▶ **Prompt**: Return exactly the listing's lines, from its first line to the line holding "success and on", ends included.

▶ **Source information**:
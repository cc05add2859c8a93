//! The confirmation engine.
//!
//! Orchestrates validate → partition → build → commit. Validation and stop
//! row construction run unlocked against live state; the store commit
//! re-checks the configuration status and aborts on a lost race. The
//! tenant's advisory optimization lock is released on success and on
//! terminal failure; retryable outcomes (blocking validation issues,
//! warnings awaiting an override, an optimization still running) keep it
//! so the expected retry still owns the cycle.

use std::collections::HashSet;
use std::sync::Arc;

use serde::Serialize;
use thiserror::Error;
use tracing::{info, warn};

use route_core::*;
use routegrid_state::{ConfirmationStamp, StateError, StateStore};
use routegrid_validate::{compute_metrics, PlanValidator, ValidationReport};

use crate::lock::TenantLocks;

/// On-site service duration applied when the order does not carry one.
const DEFAULT_SERVICE_TIME_SECS: u32 = 300;

#[derive(Debug, Error)]
pub enum ConfirmError {
    #[error("optimization job {0} not found")]
    JobNotFound(JobId),
    #[error("optimization job {0} is not COMPLETED")]
    JobNotCompleted(JobId),
    #[error("an optimization is still in progress for this plan")]
    OptimizationInProgress,
    #[error("plan configuration {0} not found")]
    ConfigurationNotFound(ConfigId),
    #[error("plan configuration {0} is already confirmed")]
    AlreadyConfirmed(ConfigId),
    #[error("optimization result contains no routes")]
    EmptyRoutes,
    #[error("completed job {0} carries no result payload")]
    MissingResult(JobId),
    #[error("no confirmable orders remain in this plan")]
    NothingToConfirm,
    #[error("plan validation found blocking errors")]
    ValidationFailed(ValidationReport),
    #[error("plan validation found warnings and no override was given")]
    UnresolvedWarnings(ValidationReport),
    #[error(transparent)]
    State(#[from] StateError),
}

impl ConfirmError {
    /// Terminal failures end the optimize-then-confirm cycle and release
    /// the tenant lock. Retryable ones expect the same caller to fix the
    /// input and try again while still holding it.
    pub fn is_terminal(&self) -> bool {
        !matches!(
            self,
            ConfirmError::ValidationFailed(_)
                | ConfirmError::UnresolvedWarnings(_)
                | ConfirmError::OptimizationInProgress
        )
    }
}

/// Caller input to one confirmation attempt.
#[derive(Debug, Clone)]
pub struct ConfirmRequest {
    pub job_id: JobId,
    /// Accept WARNING-severity validation issues.
    pub override_warnings: bool,
    pub confirmation_note: Option<String>,
    pub plan_name: Option<String>,
    pub confirmed_by: String,
}

/// Orders the plan referenced but confirmation had to leave out.
#[derive(Debug, Clone, Serialize)]
#[serde(rename_all = "camelCase")]
pub struct SkippedOrders {
    pub count: u32,
    pub missing_count: u32,
    pub non_pending_count: u32,
    pub missing_order_ids: Vec<OrderId>,
    pub non_pending_order_ids: Vec<OrderId>,
}

/// Everything a successful confirmation produced.
#[derive(Debug, Clone, Serialize)]
#[serde(rename_all = "camelCase")]
pub struct ConfirmOutcome {
    pub orders_assigned: u32,
    pub route_stops_created: u32,
    #[serde(skip_serializing_if = "Option::is_none")]
    pub skipped_orders: Option<SkippedOrders>,
    pub configuration: PlanConfiguration,
    pub validation: ValidationReport,
    pub plan_metrics: PlanMetrics,
}

/// Turns a completed optimization job into confirmed, durable state.
#[derive(Clone)]
pub struct ConfirmationEngine {
    store: StateStore,
    validator: PlanValidator,
    locks: Arc<TenantLocks>,
}

impl ConfirmationEngine {
    pub fn new(store: StateStore, locks: Arc<TenantLocks>) -> Self {
        let validator = PlanValidator::new(store.clone());
        Self {
            store,
            validator,
            locks,
        }
    }

    /// Run one confirmation attempt and apply the lock release policy.
    pub fn confirm(&self, tenant: &str, req: &ConfirmRequest) -> Result<ConfirmOutcome, ConfirmError> {
        let result = self.confirm_inner(tenant, req);
        match &result {
            Ok(_) => {
                self.locks.release(tenant);
            }
            Err(err) if err.is_terminal() => {
                self.locks.release(tenant);
            }
            Err(_) => {}
        }
        result
    }

    fn confirm_inner(
        &self,
        tenant: &str,
        req: &ConfirmRequest,
    ) -> Result<ConfirmOutcome, ConfirmError> {
        let job = self
            .store
            .get_job(tenant, &req.job_id)?
            .ok_or_else(|| ConfirmError::JobNotFound(req.job_id.clone()))?;
        match job.status {
            JobStatus::Completed => {}
            JobStatus::Running => return Err(ConfirmError::OptimizationInProgress),
            JobStatus::Failed => return Err(ConfirmError::JobNotCompleted(req.job_id.clone())),
        }
        let result = job
            .result
            .as_ref()
            .ok_or_else(|| ConfirmError::MissingResult(req.job_id.clone()))?;
        if result.routes.is_empty() {
            return Err(ConfirmError::EmptyRoutes);
        }

        let config = self
            .store
            .get_configuration(tenant, &job.config_id)?
            .ok_or_else(|| ConfirmError::ConfigurationNotFound(job.config_id.clone()))?;
        match config.status {
            ConfigStatus::Draft => {}
            ConfigStatus::Optimizing => return Err(ConfirmError::OptimizationInProgress),
            ConfigStatus::Confirmed => {
                return Err(ConfirmError::AlreadyConfirmed(job.config_id.clone()))
            }
        }

        let validation = self.validator.validate(tenant, result)?;
        if !validation.can_confirm() {
            return Err(ConfirmError::ValidationFailed(validation));
        }
        if validation.requires_override(req.override_warnings) {
            return Err(ConfirmError::UnresolvedWarnings(validation));
        }

        // Partition the referenced orders: still-PENDING ones get assigned,
        // the rest are reported back as skipped, never silently dropped.
        let mut confirmable: Vec<OrderId> = Vec::new();
        let mut confirmable_set: HashSet<OrderId> = HashSet::new();
        let mut missing: Vec<OrderId> = Vec::new();
        let mut non_pending: Vec<OrderId> = Vec::new();
        let mut seen: HashSet<OrderId> = HashSet::new();
        for order_id in result.flattened_order_ids() {
            if !seen.insert(order_id.clone()) {
                continue;
            }
            match self.store.get_order(tenant, &order_id)? {
                Some(order) if order.status == OrderStatus::Pending => {
                    confirmable_set.insert(order_id.clone());
                    confirmable.push(order_id);
                }
                Some(_) => non_pending.push(order_id),
                None => missing.push(order_id),
            }
        }
        if confirmable.is_empty() {
            return Err(ConfirmError::NothingToConfirm);
        }

        let now = now_epoch();
        let stops = self.build_stops(tenant, &req.job_id, result, &confirmable_set, now)?;

        let previous = self.store.latest_plan_metrics(tenant)?;
        let metrics = compute_metrics(tenant, &req.job_id, result, previous.as_ref(), now);

        let stamp = ConfirmationStamp {
            confirmed_by: req.confirmed_by.clone(),
            confirmation_note: req.confirmation_note.clone(),
            plan_name: req.plan_name.clone(),
            now,
        };
        let commit = self
            .store
            .commit_confirmation(tenant, &job.config_id, &stamp, &confirmable, &stops, &metrics)
            .map_err(|err| match err {
                StateError::Conflict(_) => ConfirmError::AlreadyConfirmed(job.config_id.clone()),
                StateError::NotFound(_) => {
                    ConfirmError::ConfigurationNotFound(job.config_id.clone())
                }
                other => ConfirmError::State(other),
            })?;

        let skipped = if missing.is_empty() && non_pending.is_empty() {
            None
        } else {
            Some(SkippedOrders {
                count: (missing.len() + non_pending.len()) as u32,
                missing_count: missing.len() as u32,
                non_pending_count: non_pending.len() as u32,
                missing_order_ids: missing,
                non_pending_order_ids: non_pending,
            })
        };

        // Audit is best-effort: a failed write never unwinds the commit.
        let audit = AuditEntry {
            tenant_id: tenant.to_string(),
            action: "plan.confirm".into(),
            actor: req.confirmed_by.clone(),
            detail: serde_json::json!({
                "jobId": req.job_id,
                "configId": job.config_id,
                "ordersAssigned": commit.orders_assigned,
                "routeStopsCreated": stops.len(),
                "skippedOrders": skipped.as_ref().map(|s| s.count).unwrap_or(0),
            }),
            at: now,
        };
        if let Err(err) = self.store.append_audit(&audit) {
            warn!(%tenant, error = %err, "audit write failed after confirmation commit");
        }

        info!(
            %tenant,
            job_id = %req.job_id,
            orders_assigned = commit.orders_assigned,
            stops_created = stops.len(),
            "plan confirmation completed"
        );
        Ok(ConfirmOutcome {
            orders_assigned: commit.orders_assigned,
            route_stops_created: stops.len() as u32,
            skipped_orders: skipped,
            configuration: commit.configuration,
            validation,
            plan_metrics: metrics,
        })
    }

    /// Materialize route stop rows from the planned routes, one row per
    /// confirmable concrete order. Grouped orders expand into consecutive
    /// rows at the same coordinates; skipped orders leave no row.
    fn build_stops(
        &self,
        tenant: &str,
        job_id: &str,
        result: &OptimizationResult,
        confirmable: &HashSet<OrderId>,
        now: i64,
    ) -> Result<Vec<RouteStop>, ConfirmError> {
        let mut stops = Vec::new();
        let mut counter = 0u32;
        for route in &result.routes {
            let mut sequence = 0u32;
            for planned in &route.stops {
                let estimated_arrival = planned
                    .estimated_arrival
                    .as_deref()
                    .and_then(parse_epoch_or_none);
                let window_start = planned
                    .time_window
                    .as_ref()
                    .and_then(|w| w.start.as_deref())
                    .and_then(parse_epoch_or_none);
                let window_end = planned
                    .time_window
                    .as_ref()
                    .and_then(|w| w.end.as_deref())
                    .and_then(parse_epoch_or_none);
                for order_id in planned.concrete_order_ids() {
                    if !confirmable.contains(&order_id) {
                        continue;
                    }
                    let order = self.store.get_order(tenant, &order_id)?;
                    counter += 1;
                    sequence += 1;
                    let service_time_secs = order
                        .as_ref()
                        .and_then(|o| o.service_time_secs)
                        .unwrap_or(DEFAULT_SERVICE_TIME_SECS);
                    stops.push(RouteStop {
                        id: format!("{job_id}-stop-{counter:04}"),
                        tenant_id: tenant.to_string(),
                        job_id: job_id.to_string(),
                        route_id: route.route_id.clone(),
                        driver_id: route.driver_id.clone(),
                        vehicle_id: route.vehicle_id.clone(),
                        order_id,
                        sequence,
                        status: StopStatus::Pending,
                        address: planned.address.clone(),
                        latitude: planned.latitude,
                        longitude: planned.longitude,
                        estimated_arrival,
                        time_window_start: window_start
                            .or_else(|| order.as_ref().and_then(|o| o.time_window_start)),
                        time_window_end: window_end
                            .or_else(|| order.as_ref().and_then(|o| o.time_window_end)),
                        service_time_secs,
                        actual_arrival: None,
                        completed_at: None,
                        failure_reason: None,
                        evidence_urls: Vec::new(),
                        created_at: now,
                        updated_at: now,
                    });
                }
            }
        }
        Ok(stops)
    }
}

▶ **Exercise response**:
repository cc05add2859c8a93
//! The confirmation engine.
//!
//! Orchestrates validate → partition → build → commit. Validation and stop
//! row construction run unlocked against live state; the store commit
//! re-checks the configuration status and aborts on a lost race. The
//! tenant's advisory optimization lock is released on success and on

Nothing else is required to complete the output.